Physical hardware setup
An operator that wishes to take advantage of the Operator Nexus service needs to purchase, install, configure, and operate hardware resources. This section of the document describes the necessary components and efforts to purchase and implement the appropriate hardware systems. This section discusses the bill of materials, the rack elevations diagram and the cabling diagram, and the steps required to assemble the hardware.
Using the Bill of Materials (BOM)
To ensure a seamless operator experience, Operator Nexus has developed a BOM for the hardware acquisition necessary for the service. This BOM is a comprehensive list of the necessary components and quantities needed to implement the environment for a successful implementation and maintenance of the on-premises instance. The BOM is structured to provide the operator with a series of stock keeping units (SKU) that can be ordered from hardware vendors. SKUs is discussed later in the document.
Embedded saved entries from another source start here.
use sea_orm_migration::prelude::*;

use crate::migrations;

pub struct Migrator;

#[async_trait::async_trait]
impl MigratorTrait for Migrator {
    fn migrations() -> Vec<Box<dyn MigrationTrait>> {
        vec![
            Box::new(migrations::m202601050001_create_users::Migration),
            Box::new(migrations::m202601050002_create_courses::Migration),
            Box::new(migrations::m202601050003_create_assessments::Migration),
            Box::new(migrations::m202601050004_create_assessment_submissions::Migration),
        ]
    }
}
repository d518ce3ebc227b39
//! Assessment routes module.
//!
//! Provides the `/assessments` route group:
//! - Create, read, update, delete assessments
//! - Publish/unpublish (the visibility and submission gate)
//! - Nested submission routes: submit, list, grade
//!
//! The group sits behind the `allow_authenticated` guard; per-action
//! authorization (ownership, publication visibility) is applied by the
//! policy module inside each handler.

use axum::{
    Router,
    routing::{delete, get, post, put},
};

use crate::state::AppState;
use delete::delete_assessment;
use get::{get_assessment, get_assessments};
use post::create_assessment;
use put::{edit_assessment, publish_assessment, unpublish_assessment};
use submissions::submission_routes;

pub mod common;
pub mod delete;
pub mod get;
pub mod post;
pub mod put;
pub mod submissions;

/// Builds and returns the `/assessments` route group.
///
/// Routes:
/// - `POST   /assessments`                            → Create a new assessment (course instructor or admin)
/// - `GET    /assessments`                            → List assessments (role-scoped visibility)
/// - `GET    /assessments/{assessment_id}`            → Get assessment details (submissions redacted per viewer)
/// - `PUT    /assessments/{assessment_id}`            → Edit assessment (owner or admin)
/// - `PUT    /assessments/{assessment_id}/publish`    → Publish (owner or admin)
/// - `PUT    /assessments/{assessment_id}/unpublish`  → Unpublish (owner or admin)
/// - `DELETE /assessments/{assessment_id}`            → Delete assessment and its submissions (owner or admin)
///
/// Nested routes:
/// - Submissions routes → `submission_routes`
pub fn assessment_routes() -> Router<AppState> {
    Router::new()
        .route("/", post(create_assessment))
        .route("/", get(get_assessments))
        .route("/{assessment_id}", get(get_assessment))
        .route("/{assessment_id}", put(edit_assessment))
        .route("/{assessment_id}", delete(delete_assessment))
        .route("/{assessment_id}/publish", put(publish_assessment))
        .route("/{assessment_id}/unpublish", put(unpublish_assessment))
        .nest("/{assessment_id}/submissions", submission_routes())
}
//! Authentication and authorization.
//!
//! Token *issuance* belongs to the identity collaborator, not this service;
//! everything here verifies bearer JWTs and decides what the resulting
//! principal may do:
//!
//! - `claims` — the JWT claims shape and the `AuthUser` wrapper.
//! - `extractors` — bearer-token extraction and verification.
//! - `guards` — route-layer authentication middleware.
//! - `policy` — the per-action assessment authorization table.
//! - `middleware` — request logging.

pub mod claims;
pub mod extractors;
pub mod guards;
pub mod middleware;
pub mod policy;

pub use claims::{AuthUser, Claims};
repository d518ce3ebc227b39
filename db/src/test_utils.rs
use migration::Migrator;
use sea_orm::{Database, DatabaseConnection};
use sea_orm_migration::MigratorTrait;

pub async fn setup_test_db() -> DatabaseConnection {
    let db = Database::connect("sqlite::memory:")
        .await
        .expect("Failed to connect to in-memory db");

    Migrator::up(&db, None)
        .await
        .expect("Failed to run migrations");

    db
}
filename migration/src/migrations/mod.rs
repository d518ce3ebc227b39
pub mod m202601050001_create_users;
pub mod m202601050002_create_courses;
pub mod m202601050003_create_assessments;
pub mod m202601050004_create_assessment_submissions;
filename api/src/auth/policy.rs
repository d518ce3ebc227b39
//! Per-action authorization policy for assessments.
//!
//! Role branching lives here and only here: every handler asks this module
//! exactly once per action, so the rule table stays in one place instead of
//! being scattered through route code.

use crate::auth::claims::Claims;
use db::error::AssessmentError;
use db::models::{assessment, course};

/// Actions a principal can attempt against an existing assessment.
#[derive(Debug, Clone, Copy, PartialEq, Eq)]
pub enum AssessmentAction {
    View,
    Update,
    Delete,
    Grade,
    ListSubmissions,
}

/// Whether the principal owns the assessment outright: admins own everything,
/// instructors own what they created.
pub fn is_owner(claims: &Claims, assessment: &assessment::Model) -> bool {
    claims.admin || claims.sub == assessment.instructor_id
}

/// Decides whether `claims` may perform `action` on `assessment`.
///
/// - `View` is allowed once published, or always for the owner/admin; the
///   denial carries the "not published" reason.
/// - `Update`/`Delete`/`Grade`/`ListSubmissions` are owner/admin only.
///
/// Submitting is deliberately absent: any authenticated principal may
/// attempt a submission, and the lifecycle engine applies the publication
/// and timing gates itself.
pub fn authorize(
    claims: &Claims,
    assessment: &assessment::Model,
    action: AssessmentAction,
) -> Result<(), AssessmentError> {
    let allowed = match action {
        AssessmentAction::View => assessment.is_published || is_owner(claims, assessment),
        AssessmentAction::Update
        | AssessmentAction::Delete
        | AssessmentAction::Grade
        | AssessmentAction::ListSubmissions => is_owner(claims, assessment),
    };

    if allowed {
        Ok(())
    } else if action == AssessmentAction::View {
        Err(AssessmentError::forbidden("Assessment is not published"))
    } else {
        Err(AssessmentError::forbidden(
            "You do not have permission to perform this action",
        ))
    }
}

/// Decides whether `claims` may create an assessment in `course`: admins
/// always, instructors only for their own course.
pub fn can_create(claims: &Claims, course: &course::Model) -> Result<(), AssessmentError> {
    if claims.admin || (claims.instructor && claims.sub == course.instructor_id) {
        Ok(())
    } else {
        Err(AssessmentError::forbidden(
            "Only the course instructor or an admin may create assessments",
        ))
    }
}
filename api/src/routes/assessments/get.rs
use axum::{
    Json,
    extract::{Path, Query, State},
    http::StatusCode,
    response::IntoResponse,
};
use sea_orm::{ColumnTrait, EntityTrait, PaginatorTrait, QueryFilter, QueryOrder};
use serde::Deserialize;

use crate::auth::AuthUser;
use crate::auth::policy::{self, AssessmentAction};
use crate::response::ApiResponse;
use crate::routes::assessments::common::{
    AssessmentResponse, SubmissionResponse, error_status,
};
use crate::routes::common::Paginated;
use crate::state::AppState;
use db::models::assessment::{Column as AssessmentColumn, Entity as AssessmentEntity};
use db::models::assessment_submission::{
    Column as SubmissionColumn, Entity as SubmissionEntity,
};

#[derive(Debug, Deserialize)]
pub struct FilterReq {
    pub course_id: Option<i64>,
    pub status: Option<String>,
    pub page: Option<u64>,
    pub limit: Option<u64>,
}

/// GET /api/assessments
///
/// Retrieve a paginated list of assessments, sorted by due date ascending.
///
/// Visibility is role-scoped before the query runs: students see only
/// published assessments, instructors without admin rights see only their own
/// (published or not), admins see everything.
///
/// ### Query Parameters
/// - `course_id` (optional, i64): Restrict to one course
/// - `status` (optional, string): `published` or `unpublished`
/// - `page` (optional, u64): Page number, defaults to 1, minimum 1
/// - `limit` (optional, u64): Items per page, defaults to 20, maximum 100
///
/// ### Responses
///
/// - `200 OK`
/// ```json
/// {
///   "success": true,
///   "message": "Assessments retrieved successfully",
///   "data": {
///     "items": [
///       {
///         "id": 123,
///         "course_id": 456,
///         "title": "Prac 1",
///         "due_date": "2024-01-10T00:00:00+00:00",
///         "is_published": true
///       }
///     ],
///     "page": 1,
///     "limit": 20,
///     "total": 1,
///     "total_pages": 1,
///     "has_next": false,
///     "has_prev": false
///   }
/// }
/// ```
///
/// - `400 Bad Request` (invalid `status` value)
/// - `500 Internal Server Error`
pub async fn get_assessments(
    State(state): State<AppState>,
    AuthUser(claims): AuthUser,
    Query(params): Query<FilterReq>,
) -> impl IntoResponse {
    let db = state.db();

    let status_filter = match params.status.as_deref() {
        None => None,
        Some("published") => Some(true),
        Some("unpublished") => Some(false),
        Some(_) => {
            return (
                StatusCode::BAD_REQUEST,
                Json(ApiResponse::<Paginated<AssessmentResponse>>::error(
                    "Invalid status: expected 'published' or 'unpublished'",
                )),
            );
        }
    };

    let page = params.page.unwrap_or(1).max(1);
    let limit = params.limit.unwrap_or(20).clamp(1, 100);

    let mut query = AssessmentEntity::find();

    if let Some(course_id) = params.course_id {
        query = query.filter(AssessmentColumn::CourseId.eq(course_id));
    }

    // Visibility scope, folded into the base filter before anything runs.
    if claims.admin {
        // Admins see everything.
    } else if claims.instructor {
        query = query.filter(AssessmentColumn::InstructorId.eq(claims.sub));
    } else {
        query = query.filter(AssessmentColumn::IsPublished.eq(true));
    }

    if let Some(published) = status_filter {
        query = query.filter(AssessmentColumn::IsPublished.eq(published));
    }

    let paginator = query
        .order_by_asc(AssessmentColumn::DueDate)
        .paginate(db, limit);

    let total = match paginator.num_items().await {
        Ok(n) => n,
        Err(e) => {
            tracing::error!(error = %e, "Failed to count assessments");
            return (
                StatusCode::INTERNAL_SERVER_ERROR,
                Json(ApiResponse::<Paginated<AssessmentResponse>>::error(
                    "Failed to retrieve assessments",
                )),
            );
        }
    };

    match paginator.fetch_page(page - 1).await {
        Ok(items) => {
            let items: Vec<AssessmentResponse> =
                items.into_iter().map(AssessmentResponse::from).collect();
            (
                StatusCode::OK,
                Json(ApiResponse::success(
                    Paginated::new(items, page, limit, total),
                    "Assessments retrieved successfully",
                )),
            )
        }
        Err(e) => {
            tracing::error!(error = %e, "Failed to fetch assessments page");
            (
                StatusCode::INTERNAL_SERVER_ERROR,
                Json(ApiResponse::<Paginated<AssessmentResponse>>::error(
                    "Failed to retrieve assessments",
                )),
            )
        }
    }
}

#[derive(Debug, serde::Serialize, Default)]
pub struct AssessmentDetailResponse {
    #[serde(flatten)]
    pub assessment: Option<AssessmentResponse>,
    pub submissions: Vec<SubmissionResponse>,
}

/// GET /api/assessments/{assessment_id}
///
/// Retrieve a specific assessment along with its submissions.
///
/// Unpublished assessments are only visible to the owning instructor or an
/// admin. For a plain student viewer, the submissions collection is redacted
/// server-side to their own submission only.
///
/// ### Responses
///
/// - `200 OK`
/// ```json
/// {
///   "success": true,
///   "message": "Assessment retrieved successfully",
///   "data": {
///     "id": 123,
///     "title": "Prac 1",
///     "is_published": true,
///     "submissions": [
///       { "id": 9, "student_id": 42, "is_late": false, "status": "submitted" }
///     ]
///   }
/// }
/// ```
///
/// - `403 Forbidden` (not published and viewer is not the owner/admin)
/// - `404 Not Found`
/// - `500 Internal Server Error`
pub async fn get_assessment(
    State(state): State<AppState>,
    AuthUser(claims): AuthUser,
    Path(assessment_id): Path<i64>,
) -> impl IntoResponse {
    let db = state.db();

    let assessment = match AssessmentEntity::find_by_id(assessment_id).one(db).await {
        Ok(Some(a)) => a,
        Ok(None) => {
            return (
                StatusCode::NOT_FOUND,
                Json(ApiResponse::<AssessmentDetailResponse>::error(
                    "Assessment not found",
                )),
            );
        }
        Err(e) => {
            tracing::error!(error = %e, assessment_id, "Failed to fetch assessment");
            return (
                StatusCode::INTERNAL_SERVER_ERROR,
                Json(ApiResponse::<AssessmentDetailResponse>::error(
                    "Failed to retrieve assessment",
                )),
            );
        }
    };

    if let Err(e) = policy::authorize(&claims, &assessment, AssessmentAction::View) {
        return (
            error_status(&e),
            Json(ApiResponse::<AssessmentDetailResponse>::error(e.to_string())),
        );
    }

    let mut submissions_query = SubmissionEntity::find()
        .filter(SubmissionColumn::AssessmentId.eq(assessment.id));

    // A plain student only ever sees their own submission.
    if !policy::is_owner(&claims, &assessment) {
        submissions_query = submissions_query.filter(SubmissionColumn::StudentId.eq(claims.sub));
    }

    match submissions_query
        .order_by_asc(SubmissionColumn::Id)
        .all(db)
        .await
    {
        Ok(submissions) => {
            let response = AssessmentDetailResponse {
                assessment: Some(AssessmentResponse::from(assessment)),
                submissions: submissions
                    .into_iter()
                    .map(SubmissionResponse::from)
                    .collect(),
            };
            (
                StatusCode::OK,
                Json(ApiResponse::success(
                    response,
                    "Assessment retrieved successfully",
                )),
            )
        }
        Err(e) => {
            tracing::error!(error = %e, assessment_id, "Failed to fetch submissions");
            (
                StatusCode::INTERNAL_SERVER_ERROR,
                Json(ApiResponse::<AssessmentDetailResponse>::error(
                    "Failed to retrieve submissions",
                )),
            )
        }
    }
}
Using the elevation diagram
The rack elevation diagram is a graphical reference that demonstrates how the servers and other components fit into the assembled and configured racks. The rack elevation diagram is provided as part of the overall build instructions. It will help the operators staff to correctly configure and install all of the hardware components necessary for service operation.
Cabling diagram
Cabling diagrams are graphical representations of the cable connections that are required to provide network services to components installed within the racks. Following the cabling diagram ensures proper implementation of the various components in the build.
How to order based on SKU
SKU definition
A SKU is an inventory management and tracking method that allows grouping of multiple components into a single designator. A SKU allows an operator to order all needed components with through specify one SKU number. The SKU expedites the operator and vendor interaction while reducing ordering errors because of complex parts lists.
Placing a SKU-based order
Operator Nexus has created a series of SKUs with vendors such as Dell, Pure Storage and Arista that the operator can reference when they place an order. Thus, an operator simply needs to place an order based on the SKU information provided by Operator Nexus to the vendor to receive the correct parts list for the build.
How to build the physical hardware footprint
The physical hardware build is executed through a series of steps, which will be detailed in this section. There are three prerequisite steps before the build execution. This section will also discuss assumptions concerning the skills of the operator's employees to execute the build.
Ordering and receipt of the specific hardware infrastructure SKU
The ordering of the appropriate SKU and delivery of hardware to the site must occur before the start of building. Adequate time should be allowed for this step. We recommend the operator communicate with the supplier of the hardware early in the process to ensure and understand delivery timeframes.
Site preparation
The installation site can support the hardware infrastructure from a space, power, and network perspective. The specific site requirements will be defined by the SKU purchased for the site. This step can be accomplished after the order is placed and before the receipt of the SKU.
Scheduling resources
The build process requires several different staff members to perform the build, such as engineers to provide power, network access and cabling, systems staff to assemble the racks, switches, and servers, to name a few. To ensure that the build is accomplished in a timely manner, we recommend scheduling these team members in advance based on the delivery schedule.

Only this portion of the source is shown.